// Copyright 2020 Graydon Hoare <graydon@pobox.com>
// Licensed under the MIT and Apache-2.0 licenses.

//! A Transaction is the read/write-set container one worker drives from
//! generation to commit or abort. It holds no behavior of its own beyond
//! set bookkeeping: the workload decides what to access, the commit
//! protocol decides what the sets mean, and everything that touches tables
//! or peers goes through the worker's [Conduit] capability, which the
//! transaction borrows only for the duration of each call.

use crate::{Conduit, Error, RwKey};
use std::time::Instant;

/// What the workload's execute step asks the executor to do next. `Abort`
/// and `AbortNoRetry` are both application aborts; neither is retried by
/// the executor (retry is reserved for protocol aborts, which replay the
/// same generation seed).
#[derive(Clone, Copy, Debug, PartialEq, Eq)]
pub enum TransactionResult {
    ReadyToCommit,
    Abort,
    AbortNoRetry,
}

pub struct Transaction {
    pub coordinator_id: usize,
    pub partition_id: usize,
    /// First-attempt start instant; preserved across retries so the
    /// recorded commit latency is end-to-end.
    pub start: Instant,
    pub read_set: Vec<RwKey>,
    pub write_set: Vec<RwKey>,
    /// Outstanding remote requests this transaction is waiting on.
    pub pending_responses: usize,
    pub abort_lock: bool,
    pub abort_read_validation: bool,
    pub commit_rts: u64,
    pub commit_wts: u64,
    /// Bytes of protocol traffic this transaction has emitted.
    pub network_size: usize,
}

impl Transaction {
    pub fn new(coordinator_id: usize, partition_id: usize) -> Self {
        Transaction {
            coordinator_id,
            partition_id,
            start: Instant::now(),
            read_set: Vec::new(),
            write_set: Vec::new(),
            pending_responses: 0,
            abort_lock: false,
            abort_read_validation: false,
            commit_rts: 0,
            commit_wts: 0,
            network_size: 0,
        }
    }

    /// Clear per-attempt state for a retry. The start instant survives;
    /// the executor reinstates the generation seed separately.
    pub fn reset(&mut self) {
        self.read_set.clear();
        self.write_set.clear();
        self.pending_responses = 0;
        self.abort_lock = false;
        self.abort_read_validation = false;
        self.commit_rts = 0;
        self.commit_wts = 0;
        self.network_size = 0;
    }

    /// Declare a read. The value is filled in later by
    /// [Transaction::process_requests]; returns the read-set index to fetch
    /// it back with.
    pub fn search_for_read(&mut self, table_id: usize, partition_id: usize, key: &[u8]) -> usize {
        let mut rk = RwKey::new(table_id, partition_id, key.to_vec());
        rk.set_read_request();
        self.read_set.push(rk);
        self.read_set.len() - 1
    }

    /// Declare a read against a local index. Served locally regardless of
    /// mastership and skipped during read validation.
    pub fn search_local_index(&mut self, table_id: usize, partition_id: usize, key: &[u8]) -> usize {
        let mut rk = RwKey::new(table_id, partition_id, key.to_vec());
        rk.set_read_request();
        rk.set_local_index_read();
        self.read_set.push(rk);
        self.read_set.len() - 1
    }

    /// Declare a write. Every write must be preceded by a read of the same
    /// record in the same attempt.
    pub fn update(&mut self, table_id: usize, partition_id: usize, key: &[u8], value: Vec<u8>) -> usize {
        let mut wk = RwKey::new(table_id, partition_id, key.to_vec());
        wk.set_value(value);
        self.write_set.push(wk);
        self.write_set.len() - 1
    }

    /// The value bytes of a completed read.
    pub fn read_value(&self, index: usize) -> &[u8] {
        let rk = &self.read_set[index];
        debug_assert!(!rk.read_request(), "read {} not processed yet", index);
        rk.value()
    }

    /// The read-set entry covering the same record as `write_set[index]`,
    /// if any. Matched by (table, partition, key bytes).
    pub fn matching_read(&self, index: usize) -> Option<&RwKey> {
        let wk = &self.write_set[index];
        self.read_set.iter().find(|rk| rk.same_record(wk))
    }

    /// Run the read path over every read-set entry still flagged pending,
    /// then flush and cooperatively drain until all remote reads have
    /// answered. On return every read's value and snapshot tid are
    /// populated.
    pub fn process_requests(&mut self, link: &mut Conduit<'_>) -> Result<(), Error> {
        for i in 0..self.read_set.len() {
            if !self.read_set[i].read_request() {
                continue;
            }
            link.read_one(self, i)?;
            self.read_set[i].clear_read_request();
        }
        link.flush()?;
        while self.pending_responses > 0 {
            link.pump(self)?;
        }
        Ok(())
    }
}

#[cfg(test)]
mod tests {
    use super::*;

    #[test]
    fn sets_append_in_order() {
        let mut txn = Transaction::new(0, 3);
        assert_eq!(txn.search_for_read(0, 3, &[1]), 0);
        assert_eq!(txn.search_local_index(1, 3, &[2]), 1);
        assert_eq!(txn.update(0, 3, &[1], vec![9]), 0);
        assert!(txn.read_set[0].read_request());
        assert!(!txn.read_set[0].local_index_read());
        assert!(txn.read_set[1].local_index_read());
        assert_eq!(txn.write_set[0].value(), &[9]);
    }

    #[test]
    fn matching_read_is_by_record_not_index() {
        let mut txn = Transaction::new(0, 0);
        txn.search_for_read(0, 0, &[7]);
        txn.search_for_read(0, 0, &[8]);
        txn.update(0, 0, &[8], vec![0]);
        let rk = txn.matching_read(0).expect("read exists");
        assert_eq!(rk.key(), &[8]);
        txn.update(0, 1, &[8], vec![0]);
        assert!(txn.matching_read(1).is_none());
    }

    #[test]
    fn reset_clears_attempt_state_but_not_start() {
        let mut txn = Transaction::new(0, 0);
        txn.search_for_read(0, 0, &[1]);
        txn.update(0, 0, &[1], vec![2]);
        txn.pending_responses = 0;
        txn.abort_lock = true;
        txn.commit_wts = 9;
        txn.network_size = 40;
        let start = txn.start;
        txn.reset();
        assert!(txn.read_set.is_empty());
        assert!(txn.write_set.is_empty());
        assert!(!txn.abort_lock);
        assert_eq!(txn.commit_wts, 0);
        assert_eq!(txn.network_size, 0);
        assert_eq!(txn.start, start);
    }
}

----

• _Instructions for the task_: Your task is to return each line of the data above that contains the string "usize".

• _Result for this task_:
    pub coordinator_id: usize,
    pub partition_id: usize,
    pub pending_responses: usize,
    pub network_size: usize,
    pub fn new(coordinator_id: usize, partition_id: usize) -> Self {
    pub fn search_for_read(&mut self, table_id: usize, partition_id: usize, key: &[u8]) -> usize {
    pub fn search_local_index(&mut self, table_id: usize, partition_id: usize, key: &[u8]) -> usize {
    pub fn update(&mut self, table_id: usize, partition_id: usize, key: &[u8], value: Vec<u8>) -> usize {
    pub fn read_value(&self, index: usize) -> &[u8] {
    pub fn matching_read(&self, index: usize) -> Option<&RwKey> {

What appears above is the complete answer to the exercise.